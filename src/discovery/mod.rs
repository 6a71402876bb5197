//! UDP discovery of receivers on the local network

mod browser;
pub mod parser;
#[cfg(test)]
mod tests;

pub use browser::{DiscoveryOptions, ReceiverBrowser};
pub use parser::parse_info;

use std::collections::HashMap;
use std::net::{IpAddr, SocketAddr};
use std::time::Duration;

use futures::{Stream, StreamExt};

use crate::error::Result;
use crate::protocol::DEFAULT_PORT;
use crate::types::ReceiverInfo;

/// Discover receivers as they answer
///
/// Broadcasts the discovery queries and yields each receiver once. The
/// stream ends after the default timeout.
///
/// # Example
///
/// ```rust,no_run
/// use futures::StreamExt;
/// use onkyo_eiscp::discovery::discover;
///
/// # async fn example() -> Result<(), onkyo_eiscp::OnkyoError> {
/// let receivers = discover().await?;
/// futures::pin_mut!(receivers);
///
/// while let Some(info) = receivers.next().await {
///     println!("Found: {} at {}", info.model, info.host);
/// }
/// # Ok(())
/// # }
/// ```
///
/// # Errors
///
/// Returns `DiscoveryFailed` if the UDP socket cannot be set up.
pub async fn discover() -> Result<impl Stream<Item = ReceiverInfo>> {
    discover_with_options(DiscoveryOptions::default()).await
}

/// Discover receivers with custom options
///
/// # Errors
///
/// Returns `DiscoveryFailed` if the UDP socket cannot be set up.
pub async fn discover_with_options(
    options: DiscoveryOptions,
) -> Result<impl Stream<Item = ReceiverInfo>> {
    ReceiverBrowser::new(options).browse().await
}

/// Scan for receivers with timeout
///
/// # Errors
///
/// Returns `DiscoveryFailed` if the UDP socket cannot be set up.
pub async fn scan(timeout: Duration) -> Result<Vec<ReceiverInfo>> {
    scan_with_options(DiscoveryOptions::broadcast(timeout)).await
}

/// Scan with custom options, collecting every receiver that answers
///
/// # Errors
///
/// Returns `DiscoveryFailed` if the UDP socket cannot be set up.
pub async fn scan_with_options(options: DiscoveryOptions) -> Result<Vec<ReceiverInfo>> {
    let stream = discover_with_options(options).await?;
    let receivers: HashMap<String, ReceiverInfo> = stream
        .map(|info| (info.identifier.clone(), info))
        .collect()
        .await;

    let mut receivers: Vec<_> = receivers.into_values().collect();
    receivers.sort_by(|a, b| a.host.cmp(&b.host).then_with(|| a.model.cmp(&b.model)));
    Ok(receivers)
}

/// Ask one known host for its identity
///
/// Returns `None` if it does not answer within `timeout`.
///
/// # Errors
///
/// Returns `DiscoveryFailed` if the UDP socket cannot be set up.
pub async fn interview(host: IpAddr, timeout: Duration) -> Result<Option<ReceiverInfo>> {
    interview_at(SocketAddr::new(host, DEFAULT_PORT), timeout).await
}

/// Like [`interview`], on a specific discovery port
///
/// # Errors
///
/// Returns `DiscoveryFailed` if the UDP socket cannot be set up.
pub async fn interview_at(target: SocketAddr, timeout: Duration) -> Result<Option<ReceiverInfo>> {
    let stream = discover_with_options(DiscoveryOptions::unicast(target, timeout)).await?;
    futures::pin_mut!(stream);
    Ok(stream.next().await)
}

---+---

**Task to complete**
An exact repeat of all the entries above is required.

**Result for this task**
filename src/discovery/mod.rs
repository 6a71402876bb5197
//! UDP discovery of receivers on the local network

mod browser;
pub mod parser;
#[cfg(test)]
mod tests;

pub use browser::{DiscoveryOptions, ReceiverBrowser};
pub use parser::parse_info;

use std::collections::HashMap;
use std::net::{IpAddr, SocketAddr};
use std::time::Duration;

use futures::{Stream, StreamExt};

use crate::error::Result;
use crate::protocol::DEFAULT_PORT;
use crate::types::ReceiverInfo;

/// Discover receivers as they answer
///
/// Broadcasts the discovery queries and yields each receiver once. The
/// stream ends after the default timeout.
///
/// # Example
///
/// ```rust,no_run
/// use futures::StreamExt;
/// use onkyo_eiscp::discovery::discover;
///
/// # async fn example() -> Result<(), onkyo_eiscp::OnkyoError> {
/// let receivers = discover().await?;
/// futures::pin_mut!(receivers);
///
/// while let Some(info) = receivers.next().await {
///     println!("Found: {} at {}", info.model, info.host);
/// }
/// # Ok(())
/// # }
/// ```
///
/// # Errors
///
/// Returns `DiscoveryFailed` if the UDP socket cannot be set up.
pub async fn discover() -> Result<impl Stream<Item = ReceiverInfo>> {
    discover_with_options(DiscoveryOptions::default()).await
}

/// Discover receivers with custom options
///
/// # Errors
///
/// Returns `DiscoveryFailed` if the UDP socket cannot be set up.
pub async fn discover_with_options(
    options: DiscoveryOptions,
) -> Result<impl Stream<Item = ReceiverInfo>> {
    ReceiverBrowser::new(options).browse().await
}

/// Scan for receivers with timeout
///
/// # Errors
///
/// Returns `DiscoveryFailed` if the UDP socket cannot be set up.
pub async fn scan(timeout: Duration) -> Result<Vec<ReceiverInfo>> {
    scan_with_options(DiscoveryOptions::broadcast(timeout)).await
}

/// Scan with custom options, collecting every receiver that answers
///
/// # Errors
///
/// Returns `DiscoveryFailed` if the UDP socket cannot be set up.
pub async fn scan_with_options(options: DiscoveryOptions) -> Result<Vec<ReceiverInfo>> {
    let stream = discover_with_options(options).await?;
    let receivers: HashMap<String, ReceiverInfo> = stream
        .map(|info| (info.identifier.clone(), info))
        .collect()
        .await;

    let mut receivers: Vec<_> = receivers.into_values().collect();
    receivers.sort_by(|a, b| a.host.cmp(&b.host).then_with(|| a.model.cmp(&b.model)));
    Ok(receivers)
}

/// Ask one known host for its identity
///
/// Returns `None` if it does not answer within `timeout`.
///
/// # Errors
///
/// Returns `DiscoveryFailed` if the UDP socket cannot be set up.
pub async fn interview(host: IpAddr, timeout: Duration) -> Result<Option<ReceiverInfo>> {
    interview_at(SocketAddr::new(host, DEFAULT_PORT), timeout).await
}

/// Like [`interview`], on a specific discovery port
///
/// # Errors
///
/// Returns `DiscoveryFailed` if the UDP socket cannot be set up.
pub async fn interview_at(target: SocketAddr, timeout: Duration) -> Result<Option<ReceiverInfo>> {
    let stream = discover_with_options(DiscoveryOptions::unicast(target, timeout)).await?;
    futures::pin_mut!(stream);
    Ok(stream.next().await)
}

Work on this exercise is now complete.